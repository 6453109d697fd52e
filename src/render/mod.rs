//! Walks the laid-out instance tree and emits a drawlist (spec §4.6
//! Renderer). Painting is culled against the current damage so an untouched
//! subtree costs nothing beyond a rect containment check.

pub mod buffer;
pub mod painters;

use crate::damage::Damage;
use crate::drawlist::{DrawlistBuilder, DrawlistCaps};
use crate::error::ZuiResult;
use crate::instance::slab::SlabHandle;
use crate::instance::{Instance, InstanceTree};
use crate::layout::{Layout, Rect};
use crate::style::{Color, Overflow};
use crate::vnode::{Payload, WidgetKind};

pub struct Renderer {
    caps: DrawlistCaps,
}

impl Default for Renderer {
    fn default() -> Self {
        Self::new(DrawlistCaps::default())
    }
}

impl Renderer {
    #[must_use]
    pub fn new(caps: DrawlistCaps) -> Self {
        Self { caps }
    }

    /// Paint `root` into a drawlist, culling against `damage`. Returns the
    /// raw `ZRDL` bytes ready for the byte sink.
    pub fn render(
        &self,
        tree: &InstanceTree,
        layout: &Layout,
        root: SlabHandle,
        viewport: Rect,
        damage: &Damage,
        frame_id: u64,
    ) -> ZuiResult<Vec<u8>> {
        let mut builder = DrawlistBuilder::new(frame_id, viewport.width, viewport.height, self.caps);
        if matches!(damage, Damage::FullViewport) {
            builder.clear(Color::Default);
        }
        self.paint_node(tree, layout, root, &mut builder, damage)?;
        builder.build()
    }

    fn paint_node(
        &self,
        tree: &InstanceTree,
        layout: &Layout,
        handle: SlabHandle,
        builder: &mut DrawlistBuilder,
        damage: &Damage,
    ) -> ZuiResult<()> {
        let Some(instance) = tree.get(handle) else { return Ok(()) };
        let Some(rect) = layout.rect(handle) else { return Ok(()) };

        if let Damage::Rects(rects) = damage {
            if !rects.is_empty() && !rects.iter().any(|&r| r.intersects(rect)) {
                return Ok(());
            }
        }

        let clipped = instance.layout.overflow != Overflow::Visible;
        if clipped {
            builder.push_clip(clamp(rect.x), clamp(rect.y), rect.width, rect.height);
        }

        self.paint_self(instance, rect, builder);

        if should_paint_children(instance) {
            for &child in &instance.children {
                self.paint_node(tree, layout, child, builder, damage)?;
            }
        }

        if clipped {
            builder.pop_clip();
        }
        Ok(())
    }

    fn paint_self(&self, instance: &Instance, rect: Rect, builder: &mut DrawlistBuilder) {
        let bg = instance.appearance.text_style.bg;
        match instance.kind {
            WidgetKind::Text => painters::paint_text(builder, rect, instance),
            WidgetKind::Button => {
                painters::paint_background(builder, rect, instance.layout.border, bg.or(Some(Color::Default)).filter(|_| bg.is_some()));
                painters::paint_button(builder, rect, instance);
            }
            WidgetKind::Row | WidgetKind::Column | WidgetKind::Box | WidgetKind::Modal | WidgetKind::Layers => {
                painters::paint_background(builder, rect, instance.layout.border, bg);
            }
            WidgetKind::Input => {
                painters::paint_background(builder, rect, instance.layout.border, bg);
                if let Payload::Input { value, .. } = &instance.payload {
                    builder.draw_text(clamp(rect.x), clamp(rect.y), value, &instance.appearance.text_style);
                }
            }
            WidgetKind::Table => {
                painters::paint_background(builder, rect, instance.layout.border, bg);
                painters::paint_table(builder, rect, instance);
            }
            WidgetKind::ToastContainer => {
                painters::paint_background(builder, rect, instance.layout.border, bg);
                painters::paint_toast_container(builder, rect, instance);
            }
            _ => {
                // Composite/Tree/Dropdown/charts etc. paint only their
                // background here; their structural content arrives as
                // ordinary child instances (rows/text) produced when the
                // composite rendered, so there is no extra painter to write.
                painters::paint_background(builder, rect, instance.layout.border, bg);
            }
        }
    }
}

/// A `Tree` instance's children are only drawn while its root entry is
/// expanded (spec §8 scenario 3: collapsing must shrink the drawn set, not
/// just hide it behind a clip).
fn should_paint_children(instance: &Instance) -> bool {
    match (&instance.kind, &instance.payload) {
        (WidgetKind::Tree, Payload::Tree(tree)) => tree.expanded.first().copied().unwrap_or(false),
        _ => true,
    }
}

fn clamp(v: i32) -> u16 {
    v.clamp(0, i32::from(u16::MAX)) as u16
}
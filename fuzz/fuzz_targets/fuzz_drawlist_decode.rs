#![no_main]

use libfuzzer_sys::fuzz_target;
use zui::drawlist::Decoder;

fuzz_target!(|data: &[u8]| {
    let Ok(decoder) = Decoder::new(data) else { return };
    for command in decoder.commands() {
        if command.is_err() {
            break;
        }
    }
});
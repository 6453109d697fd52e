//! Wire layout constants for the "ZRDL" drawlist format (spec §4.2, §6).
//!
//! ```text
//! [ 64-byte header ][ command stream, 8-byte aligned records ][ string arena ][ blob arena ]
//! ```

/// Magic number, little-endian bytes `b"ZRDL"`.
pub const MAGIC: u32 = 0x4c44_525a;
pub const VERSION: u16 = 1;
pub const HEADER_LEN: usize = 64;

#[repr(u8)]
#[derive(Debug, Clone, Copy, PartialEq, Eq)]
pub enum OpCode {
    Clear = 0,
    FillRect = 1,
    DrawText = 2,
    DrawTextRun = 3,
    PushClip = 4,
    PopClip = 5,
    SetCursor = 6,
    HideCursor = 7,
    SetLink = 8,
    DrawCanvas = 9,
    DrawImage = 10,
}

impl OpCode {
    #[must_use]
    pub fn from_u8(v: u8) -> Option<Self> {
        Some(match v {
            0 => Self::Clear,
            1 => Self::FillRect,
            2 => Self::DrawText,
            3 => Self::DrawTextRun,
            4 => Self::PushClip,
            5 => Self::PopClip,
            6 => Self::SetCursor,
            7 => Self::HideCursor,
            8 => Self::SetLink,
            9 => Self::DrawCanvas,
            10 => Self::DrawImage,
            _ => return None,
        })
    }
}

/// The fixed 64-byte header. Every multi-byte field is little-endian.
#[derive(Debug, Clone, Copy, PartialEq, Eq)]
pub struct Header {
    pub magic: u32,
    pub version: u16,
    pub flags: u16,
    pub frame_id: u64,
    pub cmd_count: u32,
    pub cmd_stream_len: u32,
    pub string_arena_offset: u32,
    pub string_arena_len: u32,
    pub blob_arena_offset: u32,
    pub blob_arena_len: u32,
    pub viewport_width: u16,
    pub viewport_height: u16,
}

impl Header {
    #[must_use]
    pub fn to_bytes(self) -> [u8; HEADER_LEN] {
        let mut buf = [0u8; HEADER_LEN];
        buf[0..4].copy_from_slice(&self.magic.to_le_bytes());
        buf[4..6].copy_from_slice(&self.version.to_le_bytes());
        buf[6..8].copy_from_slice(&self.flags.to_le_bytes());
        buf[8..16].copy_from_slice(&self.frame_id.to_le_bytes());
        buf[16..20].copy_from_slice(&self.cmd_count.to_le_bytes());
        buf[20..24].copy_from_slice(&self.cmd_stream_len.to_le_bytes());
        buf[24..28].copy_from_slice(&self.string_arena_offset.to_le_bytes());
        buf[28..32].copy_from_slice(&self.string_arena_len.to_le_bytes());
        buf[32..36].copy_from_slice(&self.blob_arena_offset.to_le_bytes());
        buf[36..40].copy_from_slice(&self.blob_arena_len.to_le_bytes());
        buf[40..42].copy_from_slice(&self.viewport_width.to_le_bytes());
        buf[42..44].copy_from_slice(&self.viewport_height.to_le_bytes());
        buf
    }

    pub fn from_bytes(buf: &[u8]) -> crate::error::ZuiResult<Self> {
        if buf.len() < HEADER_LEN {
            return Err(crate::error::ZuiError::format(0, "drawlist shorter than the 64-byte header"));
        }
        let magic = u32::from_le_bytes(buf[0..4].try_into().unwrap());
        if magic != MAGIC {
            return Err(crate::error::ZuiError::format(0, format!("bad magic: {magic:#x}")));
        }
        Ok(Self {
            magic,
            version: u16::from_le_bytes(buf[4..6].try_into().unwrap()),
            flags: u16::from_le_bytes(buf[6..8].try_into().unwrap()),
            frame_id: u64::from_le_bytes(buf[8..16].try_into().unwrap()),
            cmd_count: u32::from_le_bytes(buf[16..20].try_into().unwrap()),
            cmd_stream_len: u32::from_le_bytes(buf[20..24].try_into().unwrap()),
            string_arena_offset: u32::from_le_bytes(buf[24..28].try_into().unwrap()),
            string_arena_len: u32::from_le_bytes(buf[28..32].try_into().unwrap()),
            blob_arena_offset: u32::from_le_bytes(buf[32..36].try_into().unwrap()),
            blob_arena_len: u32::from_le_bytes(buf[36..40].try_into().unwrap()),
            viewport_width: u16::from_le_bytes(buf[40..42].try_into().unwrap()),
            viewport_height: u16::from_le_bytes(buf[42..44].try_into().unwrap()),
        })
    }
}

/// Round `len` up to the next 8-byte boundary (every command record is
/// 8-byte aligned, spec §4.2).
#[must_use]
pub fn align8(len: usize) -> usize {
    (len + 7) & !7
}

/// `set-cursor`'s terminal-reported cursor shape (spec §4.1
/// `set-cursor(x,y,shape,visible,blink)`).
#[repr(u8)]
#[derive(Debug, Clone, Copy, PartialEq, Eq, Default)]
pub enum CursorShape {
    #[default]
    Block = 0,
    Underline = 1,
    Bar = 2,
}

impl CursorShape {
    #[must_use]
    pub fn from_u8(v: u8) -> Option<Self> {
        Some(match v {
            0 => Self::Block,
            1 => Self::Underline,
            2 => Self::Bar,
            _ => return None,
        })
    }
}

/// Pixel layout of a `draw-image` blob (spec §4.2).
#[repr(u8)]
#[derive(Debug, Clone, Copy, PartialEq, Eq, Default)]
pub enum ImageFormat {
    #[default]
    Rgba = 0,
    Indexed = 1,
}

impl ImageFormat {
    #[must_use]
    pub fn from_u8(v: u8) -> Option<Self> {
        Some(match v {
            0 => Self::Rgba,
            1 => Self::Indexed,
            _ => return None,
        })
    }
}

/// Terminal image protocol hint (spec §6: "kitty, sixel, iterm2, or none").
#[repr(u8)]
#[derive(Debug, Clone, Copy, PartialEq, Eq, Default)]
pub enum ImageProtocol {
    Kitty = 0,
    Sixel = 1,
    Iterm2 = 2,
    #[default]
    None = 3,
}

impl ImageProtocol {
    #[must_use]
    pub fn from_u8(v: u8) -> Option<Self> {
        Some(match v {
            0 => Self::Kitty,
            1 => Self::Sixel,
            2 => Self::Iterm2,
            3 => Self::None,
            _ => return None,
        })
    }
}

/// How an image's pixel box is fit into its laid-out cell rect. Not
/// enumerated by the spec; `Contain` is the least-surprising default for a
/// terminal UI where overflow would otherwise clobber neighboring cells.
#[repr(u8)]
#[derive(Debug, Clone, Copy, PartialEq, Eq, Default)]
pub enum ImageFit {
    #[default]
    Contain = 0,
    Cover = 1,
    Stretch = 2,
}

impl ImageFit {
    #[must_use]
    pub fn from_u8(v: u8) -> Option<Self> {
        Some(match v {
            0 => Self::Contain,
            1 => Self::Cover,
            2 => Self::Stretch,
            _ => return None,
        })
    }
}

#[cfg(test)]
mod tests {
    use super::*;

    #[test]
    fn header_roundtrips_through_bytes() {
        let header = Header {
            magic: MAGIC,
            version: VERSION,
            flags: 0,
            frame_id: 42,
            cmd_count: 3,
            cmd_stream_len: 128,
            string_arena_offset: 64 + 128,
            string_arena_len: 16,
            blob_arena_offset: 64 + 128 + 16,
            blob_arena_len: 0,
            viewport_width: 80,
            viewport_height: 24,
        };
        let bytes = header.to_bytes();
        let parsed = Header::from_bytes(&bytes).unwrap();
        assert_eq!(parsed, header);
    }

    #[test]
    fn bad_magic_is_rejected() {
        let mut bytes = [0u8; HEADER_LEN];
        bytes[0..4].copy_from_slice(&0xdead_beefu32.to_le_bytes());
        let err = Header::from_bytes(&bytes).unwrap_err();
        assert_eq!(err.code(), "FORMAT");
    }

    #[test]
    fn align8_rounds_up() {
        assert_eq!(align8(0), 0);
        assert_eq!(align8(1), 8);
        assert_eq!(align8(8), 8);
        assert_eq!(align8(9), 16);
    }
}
=======
■ Problem requirements: One number only, please: the count of lines in the data that hold the word "filename".

■ Task output: 2